After Upgrade to 23.3.3 from 23.2.2 about every 20th - 30th request finished with status code 500

You didn't observe the same errors in the Ocelot logs for version 23.2.x, did you?
Are you now operating in two different environments, or did you only upgrade a single environment?

Since you're utilizing Kubernetes, could you provide more details about your K8s server deployment?
How do you initiate the server, is it locally or in a cloud remotely?
And how long have you been using Kubernetes in conjunction with Ocelot service discovery?

Regarding the exception details...

requestId: 0HN4ISPBSIV4V:000037FF, previousRequestId: No PreviousRequestId, 
message: 'Exception caught in global error handler, 
exception message: Object reference not set to an instance of an object.,
exception stack:
   at Ocelot.LoadBalancer.LoadBalancers.RoundRobin.Lease(HttpContext httpContext)
   at Ocelot.LoadBalancer.Middleware.LoadBalancingMiddleware.Invoke(HttpContext httpContext)

Are you a C# developer? Can you debug C# code? Do you use the official Ocelot NuGet package?

Deploying the Release version of the Ocelot package DLLs means there is no debug information for the called lines in the Call Stack trace.

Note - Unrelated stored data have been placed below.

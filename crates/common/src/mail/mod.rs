//! Mail transport abstraction
//!
//! Provides:
//! - `MailTransport` trait over outgoing mail delivery
//! - SMTP backend (lettre) for production
//! - In-memory backend for tests and mail-less deployments
//! - Fixed-format contact notification composition

use crate::config::MailConfig;
use crate::errors::{AppError, Result};
use async_trait::async_trait;
use lettre::message::Mailbox;
use lettre::transport::smtp::authentication::Credentials;
use lettre::{AsyncSmtpTransport, AsyncTransport, Message, Tokio1Executor};
use std::sync::{Arc, Mutex};

/// Subject line for contact notifications
pub const CONTACT_SUBJECT: &str = "New Contact Request";

/// Compose the contact notification body. The format is fixed.
pub fn contact_message_body(name: &str, email: &str, content: &str) -> String {
    format!("Name: {}\n Reply-To: {}\nContent: {}", name, email, content)
}

/// A fully-addressed outgoing email
#[derive(Debug, Clone, PartialEq, Eq)]
pub struct OutgoingEmail {
    pub from: String,
    pub to: Vec<String>,
    pub subject: String,
    pub body: String,
}

/// Delivery backend for outgoing mail
#[async_trait]
pub trait MailTransport: Send + Sync {
    async fn send(&self, mail: &OutgoingEmail) -> Result<()>;
}

/// SMTP delivery via lettre
pub struct SmtpMailer {
    transport: AsyncSmtpTransport<Tokio1Executor>,
}

impl SmtpMailer {
    /// Build an SMTP transport from configuration
    pub fn new(config: &MailConfig) -> Result<Self> {
        let mut builder = AsyncSmtpTransport::<Tokio1Executor>::relay(&config.smtp_host)
            .map_err(|e| AppError::Configuration {
                message: format!("Invalid SMTP relay '{}': {}", config.smtp_host, e),
            })?
            .port(config.smtp_port);

        if let (Some(username), Some(password)) = (&config.smtp_username, &config.smtp_password) {
            builder = builder.credentials(Credentials::new(username.clone(), password.clone()));
        }

        Ok(Self {
            transport: builder.build(),
        })
    }
}

#[async_trait]
impl MailTransport for SmtpMailer {
    async fn send(&self, mail: &OutgoingEmail) -> Result<()> {
        let from: Mailbox = mail.from.parse().map_err(|e| AppError::Mail {
            message: format!("Invalid sender address '{}': {}", mail.from, e),
        })?;

        let mut builder = Message::builder().from(from).subject(mail.subject.clone());

        for recipient in &mail.to {
            let to: Mailbox = recipient.parse().map_err(|e| AppError::Mail {
                message: format!("Invalid recipient address '{}': {}", recipient, e),
            })?;
            builder = builder.to(to);
        }

        let message = builder.body(mail.body.clone()).map_err(|e| AppError::Mail {
            message: format!("Failed to build message: {}", e),
        })?;

        self.transport.send(message).await.map_err(|e| AppError::Mail {
            message: format!("SMTP delivery failed: {}", e),
        })?;

        Ok(())
    }
}

/// In-memory backend that records every message instead of delivering it
#[derive(Default)]
pub struct MemoryMailer {
    sent: Mutex<Vec<OutgoingEmail>>,
}

impl MemoryMailer {
    pub fn new() -> Self {
        Self::default()
    }

    /// Snapshot of every message recorded so far
    pub fn sent(&self) -> Vec<OutgoingEmail> {
        self.sent.lock().expect("mailer lock poisoned").clone()
    }
}

#[async_trait]
impl MailTransport for MemoryMailer {
    async fn send(&self, mail: &OutgoingEmail) -> Result<()> {
        self.sent.lock().expect("mailer lock poisoned").push(mail.clone());
        Ok(())
    }
}

/// Build the configured mail backend
pub fn build_transport(config: &MailConfig) -> Result<Arc<dyn MailTransport>> {
    match config.backend.as_str() {
        "smtp" => Ok(Arc::new(SmtpMailer::new(config)?)),
        "memory" => Ok(Arc::new(MemoryMailer::new())),
        other => Err(AppError::Configuration {
            message: format!("Unknown mail backend '{}'", other),
        }),
    }
}

#[cfg(test)]
mod tests {
    use super::*;

    #[test]
    fn test_contact_message_body_format() {
        let body = contact_message_body("Test User", "test@example.com", "Test message");
        assert_eq!(
            body,
            "Name: Test User\n Reply-To: test@example.com\nContent: Test message"
        );
    }

    #[tokio::test]
    async fn test_memory_mailer_records_messages() {
        let mailer = MemoryMailer::new();
        let mail = OutgoingEmail {
            from: "noreply@example.com".to_string(),
            to: vec!["admin@example.com".to_string()],
            subject: CONTACT_SUBJECT.to_string(),
            body: "hello".to_string(),
        };

        mailer.send(&mail).await.unwrap();

        let sent = mailer.sent();
        assert_eq!(sent.len(), 1);
        assert_eq!(sent[0], mail);
    }

    #[test]
    fn test_unknown_backend_rejected() {
        let mut config = MailConfig {
            backend: "carrier-pigeon".to_string(),
            smtp_host: "localhost".to_string(),
            smtp_port: 587,
            smtp_username: None,
            smtp_password: None,
            sender: "noreply@example.com".to_string(),
            recipients: vec![],
        };
        assert!(build_transport(&config).is_err());

        config.backend = "memory".to_string();
        assert!(build_transport(&config).is_ok());
    }
}
//! Credit ledger
//!
//! Integer per-user balances plus the auditable transaction log behind the
//! buy-credits flow. Debits are atomic with their sufficient-funds check;
//! transactions resolve exactly once.

use crate::error::{AppError, AppResult};
use crate::models::Transaction;
use crate::repositories::{TransactionRepository, UserRepository};
use std::sync::Arc;
use tracing::info;

/// Service for balance and transaction operations
pub struct LedgerService {
    user_repo: Arc<UserRepository>,
    transaction_repo: Arc<TransactionRepository>,
}

impl LedgerService {
    pub fn new(
        user_repo: Arc<UserRepository>,
        transaction_repo: Arc<TransactionRepository>,
    ) -> Self {
        Self {
            user_repo,
            transaction_repo,
        }
    }

    /// Current balance of a user
    pub async fn balance(&self, user_id: i64) -> AppResult<i64> {
        let user = self.user_repo.get(user_id).await?;
        Ok(user.balance)
    }

    /// Credit a positive amount to a user's balance
    pub async fn credit(&self, user_id: i64, amount: i64) -> AppResult<()> {
        if amount <= 0 {
            return Err(AppError::Validation("Credit amount must be positive".into()));
        }

        self.user_repo.credit_balance(user_id, amount).await?;
        info!("Credited {} to user {}", amount, user_id);

        Ok(())
    }

    /// Debit a positive amount, failing with `InsufficientFunds` if the
    /// balance does not cover it
    pub async fn debit(&self, user_id: i64, amount: i64) -> AppResult<()> {
        if amount <= 0 {
            return Err(AppError::Validation("Debit amount must be positive".into()));
        }

        self.user_repo.try_debit_balance(user_id, amount).await?;
        info!("Debited {} from user {}", amount, user_id);

        Ok(())
    }

    /// Open a pending transaction for a payment claim
    pub async fn open_transaction(
        &self,
        user_id: i64,
        amount: i64,
        proof_ref: &str,
    ) -> AppResult<Transaction> {
        if amount <= 0 {
            return Err(AppError::Validation(
                "Transaction amount must be positive".into(),
            ));
        }

        let transaction = self
            .transaction_repo
            .create(user_id, amount, proof_ref)
            .await?;
        info!(
            "Opened transaction {} for user {} (amount {})",
            transaction.id, user_id, amount
        );

        Ok(transaction)
    }

    /// Change the amount of a still-pending transaction
    pub async fn amend_pending_amount(&self, id: i64, amount: i64) -> AppResult<()> {
        if amount <= 0 {
            return Err(AppError::Validation(
                "Transaction amount must be positive".into(),
            ));
        }

        self.transaction_repo.amend_pending_amount(id, amount).await?;

        Ok(())
    }

    /// Resolve a pending transaction exactly once
    ///
    /// Approving credits the owner with the stored amount; rejecting only
    /// flips the status. Unknown or already-resolved ids fail with
    /// `NotFound`. Returns the prior snapshot for notification purposes.
    pub async fn resolve_transaction(&self, id: i64, approve: bool) -> AppResult<Transaction> {
        let snapshot = self.transaction_repo.resolve(id, approve).await?;
        info!(
            "Transaction {} {} (user {}, amount {})",
            id,
            if approve { "approved" } else { "rejected" },
            snapshot.user_id,
            snapshot.amount
        );

        Ok(snapshot)
    }

    /// Transaction history for a user, newest first
    pub async fn history(&self, user_id: i64, limit: i64) -> AppResult<Vec<Transaction>> {
        let transactions = self.transaction_repo.find_by_user(user_id, limit).await?;
        Ok(transactions)
    }
}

However, we can analyze the code of the RoundRobin.Lease method.

public async Task<Response<ServiceHostAndPort>> Lease(HttpContext httpContext)
{
var services = await _servicesDelegate?.Invoke() ?? new List<Service>();
if (services?.Count != 0)
{
lock (_lock)
{
if (_last >= services.Count)
{
_last = 0;
}
var next = services[_last++];
return new OkResponse<ServiceHostAndPort>(next.HostAndPort);
}
}
return new ErrorResponse<ServiceHostAndPort>(new ServicesAreEmptyError($"There were no services in {nameof(RoundRobin)} during {nameof(Lease)} operation."));
}

It appears the issue may lie here:

var next = services[_last++];
return new OkResponse<ServiceHostAndPort>(next.HostAndPort);

There's a missing null check for line 33. Theoretically, the service provider could return a null object, which should be accounted for.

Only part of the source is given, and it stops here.